Zitat/Motto► Lorsqu’en un siege terrible, &célebre à jamais,

Tout un peuple étonné vivra de vos bienfaits,
Ces temps de vos Etats finiront les misères,
Vous léverés les yeux vers le Dieu de vos Peres. ◀Zitat/Motto

[296] Ce souvenir pouvoit disposer son ame à la conversion, dans le même instant la Verité pouvoit descendre du Ciel, pour triompher des erreurs de ce Prince. Elle pouvoit l’assurer du reste de l’accomplissement de la prédiction, qui lui avoit été faite aux plaines d’Albion. Animé par une nouvelle confiance au secours du Ciel, il pouvoit s’avancer vers ses soldats bienfaisants, & se montrer aux rebelles attendris, & pleins d’un repentir sincère.

Zitat/Motto► Sont-ce là, disoient-ils, ces monstres si cruels ?

Est-ce là ce Tyran si terrible aux mortels ?
Cet ennemi de Dieu qu’on peint si plein de rage ?

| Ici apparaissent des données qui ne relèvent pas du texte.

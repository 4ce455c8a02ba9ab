//! Transfers, staking and unstaking across blocks.

#[cfg(test)]
mod tests {
    use crate::support::{signed, Chain, FUNDS, GAS};
    use sc_02_transaction::test_utils::TestWallet;
    use sc_02_transaction::{TrxContextBuilder, TrxHandlers, TrxPayload};
    use sc_04_staking::{Stake, ValidatorUpdate};
    use sc_06_execution::{dispatch, execute_all, validate_all};
    use sc_07_block_app::{AppResolver, BlockHeader, QueryRequest};
    use shared_types::{AppError, ExecMode, Hash};
    use std::sync::Arc;

    const EXEC: ExecMode = ExecMode::Execution;

    // =========================================================================
    // TRANSFERS
    // =========================================================================

    #[tokio::test]
    async fn test_transfer_to_new_address() {
        let sender = TestWallet::from_seed(1);
        let receiver = [0xAB; 20];
        let chain = Chain::new(&[10], &[(sender.address, 1_000)]);

        let block = chain
            .block(vec![sender.signed_transfer(receiver, 1, 100, GAS)])
            .await;

        assert_eq!(block.responses[0].code, 0, "{}", block.responses[0].log);
        assert_eq!(block.commit.height, 1);

        let account = chain.account(&sender.address).unwrap();
        assert_eq!(account.balance, 890);
        assert_eq!(account.nonce, 1);
        assert_eq!(chain.balance(&receiver), 100);
    }

    #[tokio::test]
    async fn test_rejected_transfer_leaves_sender_untouched() {
        let sender = TestWallet::from_seed(2);
        let chain = Chain::new(&[10], &[(sender.address, 1_000)]);

        let block = chain
            .block(vec![sender.signed_transfer([0xCD; 20], 1, 995, GAS)])
            .await;

        let expected = AppError::InsufficientFunds {
            required: 1_005,
            available: 1_000,
        };
        assert_eq!(block.responses[0].code, expected.code());
        let account = chain.account(&sender.address).unwrap();
        assert_eq!((account.balance, account.nonce), (1_000, 0));
        assert!(chain.account(&[0xCD; 20]).is_none());
    }

    #[tokio::test]
    async fn test_nonces_chain_across_blocks() {
        let sender = TestWallet::from_seed(3);
        let receiver = [0x11; 20];
        let chain = Chain::new(&[10], &[(sender.address, 1_000)]);

        for nonce in 1..=3 {
            let block = chain
                .block(vec![sender.signed_transfer(receiver, nonce, 50, GAS)])
                .await;
            assert_eq!(block.responses[0].code, 0);
        }

        let replay = chain
            .block(vec![sender.signed_transfer(receiver, 3, 50, GAS)])
            .await;
        assert_eq!(replay.responses[0].code, 5);

        assert_eq!(chain.balance(&receiver), 150);
        assert_eq!(chain.balance(&sender.address), 1_000 - 3 * 60);
    }

    #[tokio::test]
    async fn test_history_queries_see_old_balances() {
        let sender = TestWallet::from_seed(4);
        let receiver = [0x22; 20];
        let chain = Chain::new(&[10], &[(sender.address, 1_000)]);

        chain.block(vec![]).await;
        chain
            .block(vec![sender.signed_transfer(receiver, 1, 100, GAS)])
            .await;

        let at_one = chain
            .app
            .query(&QueryRequest::new("account", sender.address.to_vec()).at(1));
        assert!(at_one.is_ok());
        let account: shared_types::Account = serde_json::from_slice(&at_one.value).unwrap();
        assert_eq!(account.balance, 1_000);
        assert_eq!(chain.balance(&sender.address), 890);
    }

    // =========================================================================
    // STAKING
    // =========================================================================

    fn stakes_of(chain: &Chain, owner: &[u8; 20]) -> Vec<Stake> {
        let resp = chain.app.query(&QueryRequest::new("stakes", owner.to_vec()));
        assert!(resp.is_ok(), "{}", resp.log);
        serde_json::from_slice(&resp.value).unwrap()
    }

    #[tokio::test]
    async fn test_delegation_then_unstake_refund() {
        let delegator = TestWallet::from_seed(5);
        let chain = Chain::new(&[10], &[(delegator.address, 10 * FUNDS)]);
        let validator = chain.validators[0].clone();
        let lazy = chain.app.gov_controller().params(shared_types::ExecMode::Execution).unwrap().lazy_unstaking_blocks;

        // Block 1: delegate three power units to the validator.
        let stake_tx = signed(&delegator, validator.address, 1, 3 * FUNDS, TrxPayload::Staking);
        let block = chain.block(vec![stake_tx]).await;
        assert_eq!(block.responses[0].code, 0, "{}", block.responses[0].log);
        assert_eq!(
            block.end.validator_updates,
            vec![ValidatorUpdate {
                address: validator.address,
                pub_key: validator.pubkey(),
                power: 13,
            }]
        );
        assert_eq!(chain.balance(&delegator.address), 7 * FUNDS - u128::from(GAS));
        let stake_hash: Hash = block.responses[0].tx_hash.unwrap();
        let stakes = stakes_of(&chain, &delegator.address);
        assert_eq!(stakes.len(), 1);
        assert_eq!(stakes[0].tx_hash, stake_hash);
        assert_eq!(stakes[0].power, 3);

        // Block 2: unstake. Power drops at once, the amount stays frozen.
        let unstake_tx = signed(
            &delegator,
            delegator.address,
            2,
            0,
            TrxPayload::Unstaking { tx_hash: stake_hash },
        );
        let block = chain.block(vec![unstake_tx]).await;
        assert_eq!(block.responses[0].code, 0, "{}", block.responses[0].log);
        assert_eq!(block.end.validator_updates[0].power, 10);
        assert!(stakes_of(&chain, &delegator.address).is_empty());
        assert_eq!(chain.balance(&delegator.address), 7 * FUNDS - 2 * u128::from(GAS));

        // The refund lands at height 2 + lazy_unstaking_blocks.
        let ends = chain.advance_to(2 + lazy - 1).await;
        assert!(ends.iter().all(|end| end.refunded_stakes == 0));
        let block = chain.block(vec![]).await;
        assert_eq!(block.commit.height, 2 + lazy);
        assert_eq!(block.end.refunded_stakes, 1);
        assert_eq!(chain.balance(&delegator.address), 10 * FUNDS - 2 * u128::from(GAS));
    }

    #[tokio::test]
    async fn test_stake_failing_after_debit_leaves_sender_untouched() {
        let owner = TestWallet::from_seed(7);
        let delegator = TestWallet::from_seed(8);
        let chain = Chain::new(
            &[10],
            &[(owner.address, 10 * FUNDS), (delegator.address, 10 * FUNDS)],
        );
        let app = &chain.app;

        // Block 1: the owner becomes a delegatee through a self stake.
        let block = chain
            .block(vec![signed(&owner, owner.address, 1, FUNDS, TrxPayload::Staking)])
            .await;
        assert_eq!(block.responses[0].code, 0, "{}", block.responses[0].log);
        let self_stake = block.responses[0].tx_hash.unwrap();

        let handlers = TrxHandlers {
            gov: app.gov_controller().clone(),
            account: app.account_controller().clone(),
            stake: app.stake_controller().clone(),
        };
        let resolver = AppResolver::new(app.account_controller().clone(), app.gov_controller().clone(), handlers);
        let builder = TrxContextBuilder::new(Arc::new(resolver));

        // The delegation passes validation while the delegatee exists...
        let raw = signed(&delegator, owner.address, 1, 2 * FUNDS, TrxPayload::Staking);
        let mut delegation = builder.build(&raw, 2, EXEC).unwrap();
        validate_all(&mut delegation).unwrap();

        // ...then the owner's unstake, run in between, removes it.
        let raw = signed(&owner, owner.address, 2, 0, TrxPayload::Unstaking { tx_hash: self_stake });
        let mut unstake = builder.build(&raw, 2, EXEC).unwrap();
        dispatch(&mut unstake).unwrap();
        assert!(app
            .stake_controller()
            .find_delegatee(&owner.address, EXEC)
            .unwrap()
            .is_none());

        let err = execute_all(&mut delegation).unwrap_err();
        assert!(matches!(err, AppError::NotFound(_)), "{err}");

        let sender = app
            .account_controller()
            .find_account(&delegator.address, EXEC)
            .unwrap()
            .unwrap();
        assert_eq!(sender.balance, 10 * FUNDS);
        assert_eq!(sender.nonce, 0);
        assert!(app
            .stake_controller()
            .find_stake(&delegation.tx_hash, EXEC)
            .unwrap()
            .is_none());

        // The same transaction still goes through once a delegatee exists.
        let raw = signed(&delegator, chain.validators[0].address, 1, 2 * FUNDS, TrxPayload::Staking);
        let mut retry = builder.build(&raw, 2, EXEC).unwrap();
        dispatch(&mut retry).unwrap();
        let sender = app
            .account_controller()
            .find_account(&delegator.address, EXEC)
            .unwrap()
            .unwrap();
        assert_eq!(sender.balance, 8 * FUNDS - u128::from(GAS));
        assert_eq!(sender.nonce, 1);
    }

    fn reward_of(chain: &Chain, addr: &[u8; 20]) -> sc_04_staking::Reward {
        let resp = chain.app.query(&QueryRequest::new("reward", addr.to_vec()));
        assert!(resp.is_ok(), "{}", resp.log);
        serde_json::from_slice(&resp.value).unwrap()
    }

    #[tokio::test]
    async fn test_proposer_collects_block_fees_next_block() {
        let sender = TestWallet::from_seed(6);
        let chain = Chain::new(&[10, 20], &[(sender.address, 1_000)]);
        let first = chain.validators[0].address;
        let second = chain.validators[1].address;

        // Block 1 is proposed by the second validator and collects 30 gas.
        chain
            .block_with(
                BlockHeader::new(1, second),
                vec![
                    sender.signed_transfer([0x33; 20], 1, 1, GAS),
                    sender.signed_transfer([0x33; 20], 2, 1, 2 * GAS),
                ],
            )
            .await;
        assert_eq!(reward_of(&chain, &second).cumulated, 20);

        // Block 2 pays block 1's fees to block 1's proposer.
        let header = BlockHeader::new(2, first).with_last_proposer(second);
        chain.block_with(header, vec![]).await;

        let reward = reward_of(&chain, &second);
        assert_eq!(reward.cumulated, 20 + 20 + 3 * u128::from(GAS));
        assert_eq!(reward.last_height, 2);
        assert_eq!(reward_of(&chain, &first).cumulated, 10 + 10);
    }
}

Helas ! du Dieu vivant c’est la brillante image.
Trop dignes du trépas dont il nous a sauvez.
Consacrons lui ces jours qu’il nous a conservez. ◀Zitat/Motto

Ce Roi digne d’amour s’offre aux yeux de ses sujèts, si heureusement passionnés pour leur devoir & pour leur Souverain. Qu’y a- t’il de plus naturel, que de les voir ravis de toucher à la fin de leurs miseres, remplir l’air de cris de joïe, se disputer la gloire d’ouvrir les portes à leur liberateur, & lui donner les plus vives marques de respect & de tendresse. Il me semble que ce denouëment eut été naturel, & même touchant.

J’ai reconnu avec plaisir dans un de mes discours precédens, que Mr. De Voltaire se montre juste estimateur du merite, dans [297] quelque secte ou dans quelque parti qu’il le découvre ; Je ne m’en dédis pas ; & je trouve cette généreuse équité digne d’un si beau genie, & capable de le faire briller avec tout son éclat ; Il me semble pourtant qu’il est un peu injuste à l’égard de son principal Héros, en lui prêtant des sentiments fort injurieux pour ceux, dont depuis sa jeunesse il avoit été le chef. Voici comme il le fait parler à la Reine Elisabeth, dont il venoit implorer le secours.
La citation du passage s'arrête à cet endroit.